Maria Benedita Urbano ressalva que no pedido formulado por Marcelo Rebelo de Sousa, até ao ponto 8, o Presidente apenas faz uma descrição do processo até à data, e só a partir daí “começa a expressar as suas dúvidas quanto à (in)constitucionalidade de certos aspetos”.
“E, justamente, do ponto 8.º, inclusive, até ao ponto 11.º, o PR apenas expressa dúvidas relacionadas com questões de “densificação e determinabilidade da lei” e de “indefinição conceptual”. Sem mais! Se existe por detrás do pedido expressa e explicitamente formulado pelo PR alguma mensagem subliminar, algum pedido oculto, certamente que não está nas competências deste Tribunal efetuar exercícios de adivinhação”, conclui a juíza.
A juíza acrescenta que “não obstante as deficiências e insuficiências inicialmente assinaladas ao processo que rege o controlo da constitucionalidade, com particular destaque para a fiscalização abstrata” e sem desconsiderar “a qualidade de requerente institucional do PR, nem por isso deve deixar de entender-se que sobre ele impende um ónus de clareza e precisão na formulação do seu pedido”.
O Presidente do TC, João Caupers, também entregou uma declaração de voto depois de se ter posicionado contra a constitucionalidade de algumas normas, nomeadamente dos conceitos de “doença grave e incurável” e “lesão definitiva de gravidade extrema” e identificou mais duas inconstitucionalidades além das do acórdão.
Defende o juiz que “o efeito conjunto da eliminação das palavras fatal, referida à doença, e antecipação, referida à morte assistida descriminalizada, traduz um significativo alargamento dos casos desta: se a menção da fatalidade da doença permitia situar temporalmente os acontecimentos relevantes por referência ao momento provável da morte, a menção da antecipação desta reforçava a ideia de que aquela ocorreria seguramente num futuro próximo”.
“Agora, a doença já não tem de ser fatal, isto é, provocar inexoravelmente a morte; e esta já não tem de ser antecipada, na medida em que deixou de ser previsível o seu momento”, escreve.

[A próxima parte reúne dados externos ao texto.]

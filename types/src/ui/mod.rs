//! UI option types shared by the core and the TUI layer.
//!
//! Pure data types with no IO, no ratatui dependency.

/// UI configuration options derived from config/environment.
#[derive(Debug, Clone, Copy, Default, PartialEq, Eq)]
pub struct UiOptions {
    /// Use ASCII-only glyphs for icons and spinners.
    pub ascii_only: bool,
    /// Use the high-contrast variant of the active palette.
    pub high_contrast: bool,
    /// Freeze spinners and other motion.
    pub reduced_motion: bool,
}

/// The two presentation schemes a theme can resolve to.
#[derive(Debug, Clone, Copy, PartialEq, Eq, Hash)]
pub enum ColorScheme {
    Dark,
    Light,
}

impl ColorScheme {
    #[must_use]
    pub const fn is_dark(self) -> bool {
        matches!(self, Self::Dark)
    }

    #[must_use]
    pub const fn from_dark(dark: bool) -> Self {
        if dark { Self::Dark } else { Self::Light }
    }

    /// Parse `dark` / `light` (case-insensitive, surrounding whitespace ignored).
    #[must_use]
    pub fn parse(raw: &str) -> Option<Self> {
        match raw.trim().to_ascii_lowercase().as_str() {
            "dark" => Some(Self::Dark),
            "light" => Some(Self::Light),
            _ => None,
        }
    }
}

Caupers ressalva ainda que “o legislador, ao admitir o suicídio assistido como modalidade de morte assistida, ao lado da eutanásia propriamente dita, obrigou-se a estabelecer uma relação entre as duas possibilidades”.

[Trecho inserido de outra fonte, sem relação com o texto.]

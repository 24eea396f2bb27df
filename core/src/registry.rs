//! The topic registry: an immutable map from topic id to topic.
//!
//! Built exactly once at startup. Lookups of unknown ids return `None`; that is
//! a normal outcome, not an error.

use std::collections::HashMap;

use primer_types::{Topic, TopicId};
use thiserror::Error;

/// Rejected during construction. Reported through tracing, never surfaced to the user.
#[derive(Debug, Error, PartialEq, Eq)]
pub enum RegistryError {
    #[error("duplicate topic id '{0}' (first definition kept)")]
    DuplicateTopic(TopicId),
}

#[derive(Debug, Clone, Default)]
pub struct Registry {
    topics: HashMap<TopicId, Topic>,
    /// Ids in catalogue order (category, then title).
    order: Vec<TopicId>,
}

impl Registry {
    /// Build the registry. Duplicate ids keep the first topic seen.
    #[must_use]
    pub fn new(topics: impl IntoIterator<Item = Topic>) -> Self {
        let (registry, rejected) = Self::build(topics);
        for err in rejected {
            tracing::warn!("{err}");
        }
        registry
    }

    /// Build the registry and return the rejected entries alongside it.
    pub fn build(topics: impl IntoIterator<Item = Topic>) -> (Self, Vec<RegistryError>) {
        let mut map: HashMap<TopicId, Topic> = HashMap::new();
        let mut rejected = Vec::new();

        for topic in topics {
            if map.contains_key(&topic.id) {
                rejected.push(RegistryError::DuplicateTopic(topic.id.clone()));
                continue;
            }
            map.insert(topic.id.clone(), topic);
        }

        let mut order: Vec<TopicId> = map.keys().cloned().collect();
        order.sort_by(|a, b| {
            let (ta, tb) = (&map[a].meta, &map[b].meta);
            ta.category
                .to_lowercase()
                .cmp(&tb.category.to_lowercase())
                .then_with(|| ta.title.to_lowercase().cmp(&tb.title.to_lowercase()))
                .then_with(|| a.cmp(b))
        });

        (Self { topics: map, order }, rejected)
    }

    #[must_use]
    pub fn lookup(&self, id: &TopicId) -> Option<&Topic> {
        self.topics.get(id)
    }

    /// Lookup by raw string. Blank ids are never present.
    #[must_use]
    pub fn lookup_str(&self, id: &str) -> Option<&Topic> {
        let id = TopicId::new(id).ok()?;
        self.topics.get(&id)
    }

    #[must_use]
    pub fn contains(&self, id: &TopicId) -> bool {
        self.topics.contains_key(id)
    }

    /// All topics in catalogue order.
    pub fn topics(&self) -> impl Iterator<Item = &Topic> {
        self.order.iter().filter_map(|id| self.topics.get(id))
    }

    /// Distinct categories in catalogue order.
    #[must_use]
    pub fn categories(&self) -> Vec<&str> {
        let mut out: Vec<&str> = Vec::new();
        for topic in self.topics() {
            let category = topic.meta.category.as_str();
            if out.last() != Some(&category) {
                out.push(category);
            }
        }
        out
    }

    #[must_use]
    pub fn len(&self) -> usize {
        self.topics.len()
    }

    #[must_use]
    pub fn is_empty(&self) -> bool {
        self.topics.is_empty()
    }
}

“Parecendo indiscutível que o suicídio assistido preserva um maior espaço de autonomia da vontade daquele que decidiu morrer – uma vez que é ele próprio que põe termo à vida –, a eutanásia não pode constituir uma alternativa livre: o recurso a ela deve estar condicionado à impossibilidade do suicídio assistido. Apenas desta forma se pode respeitar o princípio da proporcionalidade, na vertente da necessidade”, defende.